[Olpc-open] CMS, Moodle, etc
M. Edward (Ed) Borasky
znmeb at cesmail.net
Thu Dec 6 11:43:08 EST 2007
gnome wrote:
> This is the first issue on the forum I can address as something other
> than a rank amateur. :-)
>
> I've used Moodle, WebCT (now Blackboard), Blackboard before they merged,
> and have looked at Sakai.
>
> Moodle seems to me to be the clear winner. Not so much necessarily on
> technical grounds, although a good case could be made for that, but because:
>
> 1) it has by far the highest rate of adoption in schools. In
> universities, it's a close second and gaining on WebCT/Blackboard fast.
> If OLPC adopted Moodle, they'd be plugged into what is already the
> widest network of educators.
>
> 2) It is open source, and has a truly excellent set of support forums.
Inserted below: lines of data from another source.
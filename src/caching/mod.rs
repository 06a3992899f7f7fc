//! 캐싱 계층 모듈
//!
//! TTL 기반 키-값 저장소 추상화([`CacheStore`])와 두 가지 구현을 제공합니다.
//!
//! - [`redis::RedisCacheStore`] - Redis 백엔드 (운영)
//! - [`memory::MemoryCacheStore`] - 프로세스 내 저장소 (테스트, 로컬 개발)
//!
//! # 사용 예제
//!
//! ```rust,ignore
//! use crate::caching::{CacheEntry, CacheStore};
//!
//! cache.set_with_expiration("user_email_verification_|_64f1...", "004821", 900).await?;
//! let otp = cache.get("user_email_verification_|_64f1...").await?;
//!
//! cache.set_many_atomic(&[
//!     CacheEntry::new("user_auth_token_|_u1", "tok", 86400),
//!     CacheEntry::new("auth_token_user_|_tok", "u1", 86400),
//! ]).await?;
//! ```

pub mod memory;
pub mod redis;

use async_trait::async_trait;
use thiserror::Error;

use crate::core::errors::AppError;

/// 캐시 계층 에러
#[derive(Error, Debug, Clone, PartialEq, Eq)]
pub enum CacheError {
    /// 키가 없거나 만료됨
    #[error("cache key not found: {0}")]
    NotFound(String),

    /// 연결/전송 실패
    #[error("cache store unavailable: {0}")]
    Unavailable(String),
}

impl From<CacheError> for AppError {
    fn from(err: CacheError) -> Self {
        match err {
            CacheError::NotFound(_) => AppError::NotFound("Not Found".to_string()),
            CacheError::Unavailable(msg) => AppError::CacheError(msg),
        }
    }
}

/// 원자적 일괄 쓰기의 한 항목
#[derive(Debug, Clone, PartialEq, Eq)]
pub struct CacheEntry {
    pub key: String,
    pub value: String,
    pub ttl_seconds: u64,
}

impl CacheEntry {
    pub fn new(key: impl Into<String>, value: impl Into<String>, ttl_seconds: u64) -> Self {
        Self {
            key: key.into(),
            value: value.into(),
            ttl_seconds,
        }
    }
}

/// TTL 을 지원하는 키-값 캐시 저장소
///
/// 구현체는 여러 워커에서 동시에 호출되어도 안전해야 합니다.
#[async_trait]
pub trait CacheStore: Send + Sync {
    /// 값을 저장하고 `ttl_seconds` 후 만료되도록 설정합니다. 기존 값은 덮어씁니다.
    async fn set_with_expiration(
        &self,
        key: &str,
        value: &str,
        ttl_seconds: u64,
    ) -> Result<(), CacheError>;

    /// 저장된 값을 조회합니다. 없거나 만료된 경우 `NotFound`.
    async fn get(&self, key: &str) -> Result<String, CacheError>;

    /// 남은 TTL(초)을 조회합니다. 만료가 없는 키는 `None`, 키가 없으면 `NotFound`.
    async fn get_ttl(&self, key: &str) -> Result<Option<u64>, CacheError>;

    /// 값을 읽은 뒤 TTL 을 `ttl_seconds` 로 재설정합니다. 값은 변경하지 않습니다.
    async fn get_and_refresh_expiration(
        &self,
        key: &str,
        ttl_seconds: u64,
    ) -> Result<String, CacheError>;

    /// 모든 항목을 한 번에 쓰거나, 하나도 쓰지 않습니다.
    async fn set_many_atomic(&self, entries: &[CacheEntry]) -> Result<(), CacheError>;
}

#[cfg(test)]
mod tests {
    use super::*;

    #[test]
    fn test_cache_error_conversion_keeps_not_found_distinct() {
        let not_found: AppError = CacheError::NotFound("k".to_string()).into();
        assert!(not_found.is_not_found());

        let unavailable: AppError = CacheError::Unavailable("io".to_string()).into();
        assert!(matches!(unavailable, AppError::CacheError(_)));
    }
}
> My simple questions have been answered within hours -- the advantage of
> a global community is that someone's always awake ;-) -- and more
> difficult questions take a few days.
>
> 3) Technically, it is full-featured course management software. In some
> ways, such as uploading some content, it is easier than WebCT. I have
> yet to find a way in which it is harder to use. WebCT has some new
> whiz-bang features not available in Moodle, such as the ability to hold
> quizzes in class where the questions are projected onto a screen and the
> students choose one of the multiple choice answers with remote
> clickers. While this is very nice, it's hardly essential, and is rather
> unlikely to be very useful outside of a fully electronics equipped
> classroom. (At our college, I think we may have two.)
>
> Sakai looks very interesting, but from what I've heard, there will be an
> institutional fee in the thousands of dollars, and it's not yet widely
> adopted.
>
> Speaking of institutional fees, WebCT charges us $65,000. That's per
> year. An individual license is a few hundred ($300?). Support is
> somewhere in Pennsylvania. Or something. Like most commercial tech
> support it's similar to a cardiac defibrillator. When you need one,
> it's never there, and you hope never to need it in any case.
>
> Cheers,
> quixote.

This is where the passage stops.